Jason Thompson from Anime News Network describes the series as "Zatch Bell! was one of hundreds of manga competing to be Number Two in the newly established genre of "heroes who fight using cute-but-violent monster/animal/pet companions." But Zatch is an extreme case because it's SO cute and SO violent, both at the same time, mixing squash-and-stretch body distortions, heta-uma ugliness, smiling faces and gushing blood". Mania.com's Jarred Pine's review of the first volume said that "The characters can look lopsided and out of proportions at times, with Kiyo experiencing Popeye arms on occasion. When the artwork gets more serious, it looks quite good, even though the added effect lines tend to make some panels feel a bit overdramatic, especially when Zatch is crying. The action work can feel quite explosive, with all the lightning bolts and flying icicles and all, which makes the Mamodo battle scenes a lot of fun. He added "The book really started off on the wrong foot with me with the introduction of Kiyo, one of the most irritating and arrogant lead characters in a shōnen manga. His attitude is not a result of any sort of disposition or a hard life, he's just a know-it-all that looks down on others. Luckily, Zatch's quirky and upbeat personality helps balance the scales and quickly goes to work on fixing Kiyo's bad attitude".

=== Anime ===
In 2005, the series ranked 20th on Animages anime popularity poll, and 64th in the top 100 anime shows in a web poll conducted by TV Asahi. Although the show's English dub fared poorly in reviews, it became notable for its voiceover cast. Debi Derryberry, the voice for Zatch, was nominated twice for "Best Actress in a Comedy" at the American Anime Awards for her role as the titular character, while Jason Spisak placed fifth in the category "best English voice actor" in the SPJA Industry Award for his role as Kiyo. Dave Wittenberg was also nominated "Best Male Actor in a Comedy" for his portrayal of Parco Folgore. Philece Sampler was also accredited for her performance as the minor character Lori.

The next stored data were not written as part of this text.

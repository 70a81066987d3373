//! Realm and user representations as found in import files.
//!
//! Field names follow the camelCase JSON export format. Every collection
//! is optional in the file and defaults to empty.

use std::collections::{BTreeMap, HashMap};

use serde::{Deserialize, Serialize};
use serde_json::Value;
use uuid::Uuid;

/// A complete realm definition.
#[derive(Debug, Clone, Default, Serialize, Deserialize)]
#[serde(rename_all = "camelCase")]
pub struct RealmRepresentation {
    /// Realm id, used only when the realm is created for the first time.
    #[serde(default, skip_serializing_if = "Option::is_none")]
    pub id: Option<String>,
    /// Realm name.
    pub realm: String,
    /// Display name.
    #[serde(default, skip_serializing_if = "Option::is_none")]
    pub display_name: Option<String>,
    /// Whether the realm is enabled (defaults to true).
    #[serde(default, skip_serializing_if = "Option::is_none")]
    pub enabled: Option<bool>,
    /// Realm and client roles.
    #[serde(default)]
    pub roles: RolesRepresentation,
    /// Client scopes.
    #[serde(default, skip_serializing_if = "Vec::is_empty")]
    pub client_scopes: Vec<ClientScopeRepresentation>,
    /// Names of the realm default client scopes.
    #[serde(default, skip_serializing_if = "Vec::is_empty")]
    pub default_default_client_scopes: Vec<String>,
    /// Names of the realm optional client scopes.
    #[serde(default, skip_serializing_if = "Vec::is_empty")]
    pub default_optional_client_scopes: Vec<String>,
    /// Clients.
    #[serde(default, skip_serializing_if = "Vec::is_empty")]
    pub clients: Vec<ClientRepresentation>,
    /// Role mappings of client scopes.
    #[serde(default, skip_serializing_if = "Vec::is_empty")]
    pub scope_mappings: Vec<ScopeMappingRepresentation>,
    /// Group tree.
    #[serde(default, skip_serializing_if = "Vec::is_empty")]
    pub groups: Vec<GroupRepresentation>,
    /// Paths of groups new users join.
    #[serde(default, skip_serializing_if = "Vec::is_empty")]
    pub default_groups: Vec<String>,
    /// Users created with the realm.
    #[serde(default, skip_serializing_if = "Vec::is_empty")]
    pub users: Vec<UserRepresentation>,
}

impl RealmRepresentation {
    /// Creates an empty representation of the named realm.
    #[must_use]
    pub fn new(realm: impl Into<String>) -> Self {
        Self {
            realm: realm.into(),
            ..Self::default()
        }
    }

    /// Returns whether the realm is enabled.
    #[must_use]
    pub fn is_enabled(&self) -> bool {
        self.enabled.unwrap_or(true)
    }

    /// Returns the representation id if it is a valid UUID.
    #[must_use]
    pub fn parsed_id(&self) -> Option<Uuid> {
        parse_id(self.id.as_deref())
    }

    /// Iterates over every role definition with the `client_id` of its
    /// owner, realm roles first.
    pub fn all_roles(&self) -> impl Iterator<Item = (Option<&str>, &RoleRepresentation)> {
        let realm = self.roles.realm.iter().map(|r| (None, r));
        let client = self
            .roles
            .client
            .iter()
            .flat_map(|(client, roles)| roles.iter().map(move |r| (Some(client.as_str()), r)));
        realm.chain(client)
    }
}

/// Realm roles and client roles keyed by `client_id`.
#[derive(Debug, Clone, Default, Serialize, Deserialize)]
#[serde(rename_all = "camelCase")]
pub struct RolesRepresentation {
    /// Realm roles.
    #[serde(default, skip_serializing_if = "Vec::is_empty")]
    pub realm: Vec<RoleRepresentation>,
    /// Client roles.
    #[serde(default, skip_serializing_if = "BTreeMap::is_empty")]
    pub client: BTreeMap<String, Vec<RoleRepresentation>>,
}

/// A role definition.
#[derive(Debug, Clone, Default, Serialize, Deserialize)]
#[serde(rename_all = "camelCase")]
pub struct RoleRepresentation {
    /// Role id in the source system (ignored on import).
    #[serde(default, skip_serializing_if = "Option::is_none")]
    pub id: Option<String>,
    /// Role name.
    pub name: String,
    /// Description.
    #[serde(default, skip_serializing_if = "Option::is_none")]
    pub description: Option<String>,
    /// Whether the role is composite.
    #[serde(default)]
    pub composite: bool,
    /// Child roles of a composite role.
    #[serde(default, skip_serializing_if = "Option::is_none")]
    pub composites: Option<CompositesRepresentation>,
    /// Custom attributes.
    #[serde(default, skip_serializing_if = "HashMap::is_empty")]
    pub attributes: HashMap<String, Vec<String>>,
}

impl RoleRepresentation {
    /// Creates a role definition.
    #[must_use]
    pub fn new(name: impl Into<String>) -> Self {
        Self {
            name: name.into(),
            ..Self::default()
        }
    }
}

/// Children of a composite role.
#[derive(Debug, Clone, Default, Serialize, Deserialize)]
#[serde(rename_all = "camelCase")]
pub struct CompositesRepresentation {
    /// Realm role names.
    #[serde(default, skip_serializing_if = "Vec::is_empty")]
    pub realm: Vec<String>,
    /// Client role names keyed by `client_id`.
    #[serde(default, skip_serializing_if = "BTreeMap::is_empty")]
    pub client: BTreeMap<String, Vec<String>>,
}

/// A client definition.
#[derive(Debug, Clone, Default, Serialize, Deserialize)]
#[serde(rename_all = "camelCase")]
#[allow(clippy::struct_excessive_bools)]
pub struct ClientRepresentation {
    /// Client id in the source system (ignored on import).
    #[serde(default, skip_serializing_if = "Option::is_none")]
    pub id: Option<String>,
    /// OAuth client identifier.
    pub client_id: String,
    /// Display name.
    #[serde(default, skip_serializing_if = "Option::is_none")]
    pub name: Option<String>,
    /// Whether the client is enabled (defaults to true).
    #[serde(default, skip_serializing_if = "Option::is_none")]
    pub enabled: Option<bool>,
    /// Protocol.
    #[serde(default, skip_serializing_if = "Option::is_none")]
    pub protocol: Option<String>,
    /// Public client.
    #[serde(default)]
    pub public_client: bool,
    /// Bearer-only client.
    #[serde(default)]
    pub bearer_only: bool,
    /// Whether the client has a service account user.
    #[serde(default)]
    pub service_accounts_enabled: bool,
    /// Whether fine-grained authorization is enabled.
    #[serde(default)]
    pub authorization_services_enabled: bool,
    /// Names of default client scopes.
    #[serde(default, skip_serializing_if = "Vec::is_empty")]
    pub default_client_scopes: Vec<String>,
    /// Names of optional client scopes.
    #[serde(default, skip_serializing_if = "Vec::is_empty")]
    pub optional_client_scopes: Vec<String>,
    /// Authorization resources, scopes and policies, stored as-is.
    #[serde(default, skip_serializing_if = "Option::is_none")]
    pub authorization_settings: Option<Value>,
}

impl ClientRepresentation {
    /// Creates a client definition.
    #[must_use]
    pub fn new(client_id: impl Into<String>) -> Self {
        Self {
            client_id: client_id.into(),
            ..Self::default()
        }
    }
}

/// A client scope definition.
#[derive(Debug, Clone, Default, Serialize, Deserialize)]
#[serde(rename_all = "camelCase")]
pub struct ClientScopeRepresentation {
    /// Scope id in the source system (ignored on import).
    #[serde(default, skip_serializing_if = "Option::is_none")]
    pub id: Option<String>,
    /// Scope name.
    pub name: String,
    /// Description.
    #[serde(default, skip_serializing_if = "Option::is_none")]
    pub description: Option<String>,
    /// Protocol.
    #[serde(default, skip_serializing_if = "Option::is_none")]
    pub protocol: Option<String>,
}

/// Roles granted to a client scope.
#[derive(Debug, Clone, Default, Serialize, Deserialize)]
#[serde(rename_all = "camelCase")]
pub struct ScopeMappingRepresentation {
    /// Client scope name.
    pub client_scope: String,
    /// Realm role names.
    #[serde(default, skip_serializing_if = "Vec::is_empty")]
    pub roles: Vec<String>,
}

/// A group and its subgroups.
#[derive(Debug, Clone, Default, Serialize, Deserialize)]
#[serde(rename_all = "camelCase")]
pub struct GroupRepresentation {
    /// Group id in the source system (ignored on import).
    #[serde(default, skip_serializing_if = "Option::is_none")]
    pub id: Option<String>,
    /// Group name.
    pub name: String,
    /// Full path, informational.
    #[serde(default, skip_serializing_if = "Option::is_none")]
    pub path: Option<String>,
    /// Realm roles granted to members.
    #[serde(default, skip_serializing_if = "Vec::is_empty")]
    pub realm_roles: Vec<String>,
    /// Client roles granted to members, keyed by `client_id`.
    #[serde(default, skip_serializing_if = "BTreeMap::is_empty")]
    pub client_roles: BTreeMap<String, Vec<String>>,
    /// Child groups.
    #[serde(default, skip_serializing_if = "Vec::is_empty")]
    pub sub_groups: Vec<GroupRepresentation>,
}

impl GroupRepresentation {
    /// Creates a group definition.
    #[must_use]
    pub fn new(name: impl Into<String>) -> Self {
        Self {
            name: name.into(),
            ..Self::default()
        }
    }
}

/// A user definition.
#[derive(Debug, Clone, Default, Serialize, Deserialize)]
#[serde(rename_all = "camelCase")]
pub struct UserRepresentation {
    /// User id, kept when it is a valid UUID.
    #[serde(default, skip_serializing_if = "Option::is_none")]
    pub id: Option<String>,
    /// Username.
    pub username: String,
    /// Whether the user is enabled (defaults to true).
    #[serde(default, skip_serializing_if = "Option::is_none")]
    pub enabled: Option<bool>,
    /// First name.
    #[serde(default, skip_serializing_if = "Option::is_none")]
    pub first_name: Option<String>,
    /// Last name.
    #[serde(default, skip_serializing_if = "Option::is_none")]
    pub last_name: Option<String>,
    /// Email address.
    #[serde(default, skip_serializing_if = "Option::is_none")]
    pub email: Option<String>,
    /// Whether the email has been verified.
    #[serde(default)]
    pub email_verified: bool,
    /// Custom attributes.
    #[serde(default, skip_serializing_if = "HashMap::is_empty")]
    pub attributes: HashMap<String, Vec<String>>,
    /// Realm role names.
    #[serde(default, skip_serializing_if = "Vec::is_empty")]
    pub realm_roles: Vec<String>,
    /// Client role names keyed by `client_id`.
    #[serde(default, skip_serializing_if = "BTreeMap::is_empty")]
    pub client_roles: BTreeMap<String, Vec<String>>,
    /// Group paths.
    #[serde(default, skip_serializing_if = "Vec::is_empty")]
    pub groups: Vec<String>,
    /// `client_id` of the client this user is the service account of.
    #[serde(default, skip_serializing_if = "Option::is_none")]
    pub service_account_client_id: Option<String>,
}

impl UserRepresentation {
    /// Creates a user definition.
    #[must_use]
    pub fn new(username: impl Into<String>) -> Self {
        Self {
            username: username.into(),
            ..Self::default()
        }
    }

    /// Returns whether the user is enabled.
    #[must_use]
    pub fn is_enabled(&self) -> bool {
        self.enabled.unwrap_or(true)
    }

    /// Returns the representation id if it is a valid UUID.
    #[must_use]
    pub fn parsed_id(&self) -> Option<Uuid> {
        parse_id(self.id.as_deref())
    }
}

/// Contents of a `<realm>-users-<n>.json` file.
#[derive(Debug, Clone, Default, Serialize, Deserialize)]
#[serde(rename_all = "camelCase")]
pub struct UsersShard {
    /// Realm the users belong to.
    pub realm: String,
    /// Users.
    #[serde(default)]
    pub users: Vec<UserRepresentation>,
}

fn parse_id(id: Option<&str>) -> Option<Uuid> {
    id.and_then(|id| Uuid::parse_str(id).ok())
}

Anime News Networks Zac Bertschy review of the anime adaptation described it as "... mind-numbingly over-the-top, so enthusiastically bizarre, that it's difficult to not get sucked into its strange little world" but criticized how it was like a "battle your way to the top while learning important lessons about teamwork and courage" anime. He commented how the "sheer exuberance and energy" saves the show from being a bland anime and how it would be the perfect show for kids. IGN's review of the series was mostly negative. IGN's Jason Van Horn criticized the animation, plot, and dubbed voice acting. IGN's JKB stated the books are more interesting than the animation. Common Sense Media describes the story as "isn't just about violence". They also say that there are always challenges, adversities, and questions of identity that the characters face especially Zatch and Kiyo. They compliment how the characters often think aloud when talking about their painful experiences or flashbacks. They applaud on how each of the characters problems in the series are not far off on what kids deal with today. They criticized how the battles uses visuals, languages, sound effects, and dramatic effects that often get drawn out and sometimes become hard to watch. Overall, they said with the graphic violence and the internal struggles that the different characters face throughout the series some parents may not find Zatch Bell! appropriate for their children under ten years old.

=== Other media ===
Bandai's The Card Battle game had sold over 300 million units by May 2004.